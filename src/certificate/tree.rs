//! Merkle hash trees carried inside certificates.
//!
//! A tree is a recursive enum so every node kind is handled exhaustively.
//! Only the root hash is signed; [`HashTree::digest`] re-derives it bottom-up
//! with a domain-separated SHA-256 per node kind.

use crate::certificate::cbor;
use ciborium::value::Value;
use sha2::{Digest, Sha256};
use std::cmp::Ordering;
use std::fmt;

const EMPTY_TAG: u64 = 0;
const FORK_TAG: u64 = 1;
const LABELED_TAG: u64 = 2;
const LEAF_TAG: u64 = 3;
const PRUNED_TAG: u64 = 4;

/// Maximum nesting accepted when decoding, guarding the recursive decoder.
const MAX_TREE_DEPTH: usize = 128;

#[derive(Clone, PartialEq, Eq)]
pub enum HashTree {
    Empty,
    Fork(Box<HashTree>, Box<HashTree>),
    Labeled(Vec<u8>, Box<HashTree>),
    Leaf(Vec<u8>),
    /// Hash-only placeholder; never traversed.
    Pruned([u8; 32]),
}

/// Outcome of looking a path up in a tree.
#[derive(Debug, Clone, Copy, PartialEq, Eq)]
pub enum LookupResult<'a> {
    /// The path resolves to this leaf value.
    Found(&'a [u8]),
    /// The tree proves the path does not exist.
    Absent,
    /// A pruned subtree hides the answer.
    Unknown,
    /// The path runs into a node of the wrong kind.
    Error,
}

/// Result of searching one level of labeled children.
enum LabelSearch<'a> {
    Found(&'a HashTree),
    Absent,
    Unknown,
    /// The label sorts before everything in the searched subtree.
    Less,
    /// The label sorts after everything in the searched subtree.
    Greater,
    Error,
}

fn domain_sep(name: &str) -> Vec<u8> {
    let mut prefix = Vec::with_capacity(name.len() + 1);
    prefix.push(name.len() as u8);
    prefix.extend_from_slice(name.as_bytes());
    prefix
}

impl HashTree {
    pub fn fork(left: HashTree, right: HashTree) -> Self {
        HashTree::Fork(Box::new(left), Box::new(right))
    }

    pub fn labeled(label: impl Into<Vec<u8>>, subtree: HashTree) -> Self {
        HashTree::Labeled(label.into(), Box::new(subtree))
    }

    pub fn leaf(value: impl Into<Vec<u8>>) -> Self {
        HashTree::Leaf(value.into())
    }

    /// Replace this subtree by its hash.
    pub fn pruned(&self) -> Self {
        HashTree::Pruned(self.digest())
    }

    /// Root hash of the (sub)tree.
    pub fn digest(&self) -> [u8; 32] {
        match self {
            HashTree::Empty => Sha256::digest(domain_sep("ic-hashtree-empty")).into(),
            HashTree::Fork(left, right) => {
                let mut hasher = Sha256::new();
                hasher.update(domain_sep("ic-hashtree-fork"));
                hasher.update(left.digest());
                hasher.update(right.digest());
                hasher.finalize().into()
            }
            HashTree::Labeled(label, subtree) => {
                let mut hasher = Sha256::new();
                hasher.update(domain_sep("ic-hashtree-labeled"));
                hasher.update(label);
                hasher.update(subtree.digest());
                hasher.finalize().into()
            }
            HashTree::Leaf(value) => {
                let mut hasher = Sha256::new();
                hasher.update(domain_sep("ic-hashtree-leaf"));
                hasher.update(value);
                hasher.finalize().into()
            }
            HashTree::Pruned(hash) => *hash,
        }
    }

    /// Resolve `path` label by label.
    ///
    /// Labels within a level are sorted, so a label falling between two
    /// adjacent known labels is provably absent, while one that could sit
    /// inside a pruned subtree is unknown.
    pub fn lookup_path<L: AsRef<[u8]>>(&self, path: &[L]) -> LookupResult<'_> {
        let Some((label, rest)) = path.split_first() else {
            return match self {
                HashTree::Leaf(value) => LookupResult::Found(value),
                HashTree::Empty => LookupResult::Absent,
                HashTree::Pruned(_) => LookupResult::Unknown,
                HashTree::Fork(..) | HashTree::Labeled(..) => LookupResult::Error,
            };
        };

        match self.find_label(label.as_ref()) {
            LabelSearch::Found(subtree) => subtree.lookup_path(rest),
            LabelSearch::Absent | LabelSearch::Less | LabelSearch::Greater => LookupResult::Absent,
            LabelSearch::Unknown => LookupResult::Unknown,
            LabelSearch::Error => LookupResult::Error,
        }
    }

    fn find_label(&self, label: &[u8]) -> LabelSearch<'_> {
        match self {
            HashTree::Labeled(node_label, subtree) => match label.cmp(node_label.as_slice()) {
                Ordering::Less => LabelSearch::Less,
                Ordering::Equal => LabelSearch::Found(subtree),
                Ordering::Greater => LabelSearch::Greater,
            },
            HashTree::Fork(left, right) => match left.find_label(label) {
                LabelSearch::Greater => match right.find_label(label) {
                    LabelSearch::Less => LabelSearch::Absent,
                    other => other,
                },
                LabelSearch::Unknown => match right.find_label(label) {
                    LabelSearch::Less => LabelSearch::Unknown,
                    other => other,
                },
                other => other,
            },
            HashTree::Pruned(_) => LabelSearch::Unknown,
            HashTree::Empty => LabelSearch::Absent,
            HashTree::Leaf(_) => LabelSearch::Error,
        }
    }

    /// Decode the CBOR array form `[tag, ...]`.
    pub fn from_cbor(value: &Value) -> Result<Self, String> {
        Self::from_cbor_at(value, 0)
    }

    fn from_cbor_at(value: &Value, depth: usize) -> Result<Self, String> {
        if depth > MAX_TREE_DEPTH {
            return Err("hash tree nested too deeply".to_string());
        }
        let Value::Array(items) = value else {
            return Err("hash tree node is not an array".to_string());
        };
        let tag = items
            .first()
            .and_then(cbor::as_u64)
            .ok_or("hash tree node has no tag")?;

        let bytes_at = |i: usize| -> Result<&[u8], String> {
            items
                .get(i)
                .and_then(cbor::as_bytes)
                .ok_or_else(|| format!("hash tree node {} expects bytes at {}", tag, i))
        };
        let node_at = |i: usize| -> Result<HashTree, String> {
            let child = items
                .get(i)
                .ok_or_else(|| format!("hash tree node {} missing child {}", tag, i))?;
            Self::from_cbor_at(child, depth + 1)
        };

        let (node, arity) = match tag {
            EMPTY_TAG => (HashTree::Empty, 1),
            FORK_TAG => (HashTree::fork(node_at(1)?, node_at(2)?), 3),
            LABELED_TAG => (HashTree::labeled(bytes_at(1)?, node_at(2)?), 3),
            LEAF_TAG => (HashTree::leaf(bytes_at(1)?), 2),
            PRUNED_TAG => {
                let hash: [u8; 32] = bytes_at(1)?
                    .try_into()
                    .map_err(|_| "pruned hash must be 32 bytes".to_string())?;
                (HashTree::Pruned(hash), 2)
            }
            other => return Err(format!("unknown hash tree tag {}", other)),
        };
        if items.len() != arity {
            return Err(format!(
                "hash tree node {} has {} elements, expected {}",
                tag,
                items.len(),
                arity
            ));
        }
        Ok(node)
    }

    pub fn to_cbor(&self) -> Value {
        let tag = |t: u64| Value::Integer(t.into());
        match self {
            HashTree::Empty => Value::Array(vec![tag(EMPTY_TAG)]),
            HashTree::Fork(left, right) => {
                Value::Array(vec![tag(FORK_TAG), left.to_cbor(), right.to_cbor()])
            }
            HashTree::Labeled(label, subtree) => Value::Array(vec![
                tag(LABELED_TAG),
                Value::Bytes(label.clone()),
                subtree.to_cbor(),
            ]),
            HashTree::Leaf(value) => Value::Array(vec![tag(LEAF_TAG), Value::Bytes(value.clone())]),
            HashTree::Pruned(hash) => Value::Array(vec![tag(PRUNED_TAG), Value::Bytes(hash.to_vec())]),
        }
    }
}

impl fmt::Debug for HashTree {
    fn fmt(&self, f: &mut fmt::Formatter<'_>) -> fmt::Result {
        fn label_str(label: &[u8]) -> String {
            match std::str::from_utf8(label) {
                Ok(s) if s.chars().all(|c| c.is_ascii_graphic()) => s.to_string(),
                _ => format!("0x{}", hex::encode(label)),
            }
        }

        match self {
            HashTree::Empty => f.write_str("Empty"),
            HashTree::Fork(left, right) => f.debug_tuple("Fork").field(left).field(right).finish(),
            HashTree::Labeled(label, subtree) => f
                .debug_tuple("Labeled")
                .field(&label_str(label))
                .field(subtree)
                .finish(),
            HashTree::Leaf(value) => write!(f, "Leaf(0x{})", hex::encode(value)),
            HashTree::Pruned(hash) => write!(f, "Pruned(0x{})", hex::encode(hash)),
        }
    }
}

---

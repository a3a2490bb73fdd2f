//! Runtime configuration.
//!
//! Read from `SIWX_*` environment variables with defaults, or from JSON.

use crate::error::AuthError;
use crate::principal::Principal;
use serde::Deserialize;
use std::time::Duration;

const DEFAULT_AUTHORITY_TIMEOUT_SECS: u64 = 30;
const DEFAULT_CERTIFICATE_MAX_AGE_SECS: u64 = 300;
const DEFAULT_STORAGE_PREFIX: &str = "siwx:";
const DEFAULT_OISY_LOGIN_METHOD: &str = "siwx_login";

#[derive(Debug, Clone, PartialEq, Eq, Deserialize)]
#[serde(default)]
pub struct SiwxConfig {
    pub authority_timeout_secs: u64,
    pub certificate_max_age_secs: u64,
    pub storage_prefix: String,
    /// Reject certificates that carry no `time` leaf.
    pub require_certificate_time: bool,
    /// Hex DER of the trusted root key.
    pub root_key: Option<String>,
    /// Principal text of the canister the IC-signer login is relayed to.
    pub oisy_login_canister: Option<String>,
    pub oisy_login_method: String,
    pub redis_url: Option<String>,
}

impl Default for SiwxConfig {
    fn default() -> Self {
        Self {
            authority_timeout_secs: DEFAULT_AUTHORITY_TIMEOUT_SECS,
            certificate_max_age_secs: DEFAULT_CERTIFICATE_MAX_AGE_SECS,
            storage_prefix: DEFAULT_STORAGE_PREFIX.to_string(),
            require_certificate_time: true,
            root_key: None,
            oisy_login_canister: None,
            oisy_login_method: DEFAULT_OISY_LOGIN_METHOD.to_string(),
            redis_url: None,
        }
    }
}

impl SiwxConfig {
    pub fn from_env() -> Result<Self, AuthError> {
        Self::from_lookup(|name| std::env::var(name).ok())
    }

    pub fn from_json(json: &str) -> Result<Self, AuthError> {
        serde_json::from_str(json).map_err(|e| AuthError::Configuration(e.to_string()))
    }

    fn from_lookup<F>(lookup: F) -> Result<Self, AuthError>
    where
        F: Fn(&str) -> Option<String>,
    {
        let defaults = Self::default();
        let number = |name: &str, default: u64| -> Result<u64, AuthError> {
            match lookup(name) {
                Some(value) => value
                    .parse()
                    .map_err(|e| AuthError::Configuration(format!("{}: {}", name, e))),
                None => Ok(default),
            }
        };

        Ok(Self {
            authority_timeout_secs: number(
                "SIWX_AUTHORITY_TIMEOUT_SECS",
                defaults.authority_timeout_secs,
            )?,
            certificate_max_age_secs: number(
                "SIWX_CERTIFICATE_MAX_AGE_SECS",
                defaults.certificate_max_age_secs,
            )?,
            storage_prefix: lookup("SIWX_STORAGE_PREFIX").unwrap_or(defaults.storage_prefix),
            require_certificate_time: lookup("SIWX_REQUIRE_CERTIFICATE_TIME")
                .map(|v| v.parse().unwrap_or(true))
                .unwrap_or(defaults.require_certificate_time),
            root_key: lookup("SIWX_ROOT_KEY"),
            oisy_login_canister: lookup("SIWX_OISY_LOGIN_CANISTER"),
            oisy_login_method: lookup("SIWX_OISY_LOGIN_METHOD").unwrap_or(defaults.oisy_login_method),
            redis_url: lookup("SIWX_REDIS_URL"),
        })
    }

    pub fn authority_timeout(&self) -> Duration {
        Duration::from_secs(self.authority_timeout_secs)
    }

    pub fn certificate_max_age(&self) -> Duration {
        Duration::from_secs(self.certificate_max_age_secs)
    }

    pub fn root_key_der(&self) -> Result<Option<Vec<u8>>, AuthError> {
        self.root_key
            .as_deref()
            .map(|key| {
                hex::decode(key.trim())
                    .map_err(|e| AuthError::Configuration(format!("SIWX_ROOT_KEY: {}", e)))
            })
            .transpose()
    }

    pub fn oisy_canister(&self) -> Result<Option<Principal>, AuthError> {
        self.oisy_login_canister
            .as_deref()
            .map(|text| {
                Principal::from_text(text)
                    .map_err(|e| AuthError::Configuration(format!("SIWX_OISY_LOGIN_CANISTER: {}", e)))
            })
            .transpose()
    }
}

---

Description of the task: Lines with "searched" in the records above: copy every one of them.

Problem solution:
    /// The label sorts before everything in the searched subtree.
    /// The label sorts after everything in the searched subtree.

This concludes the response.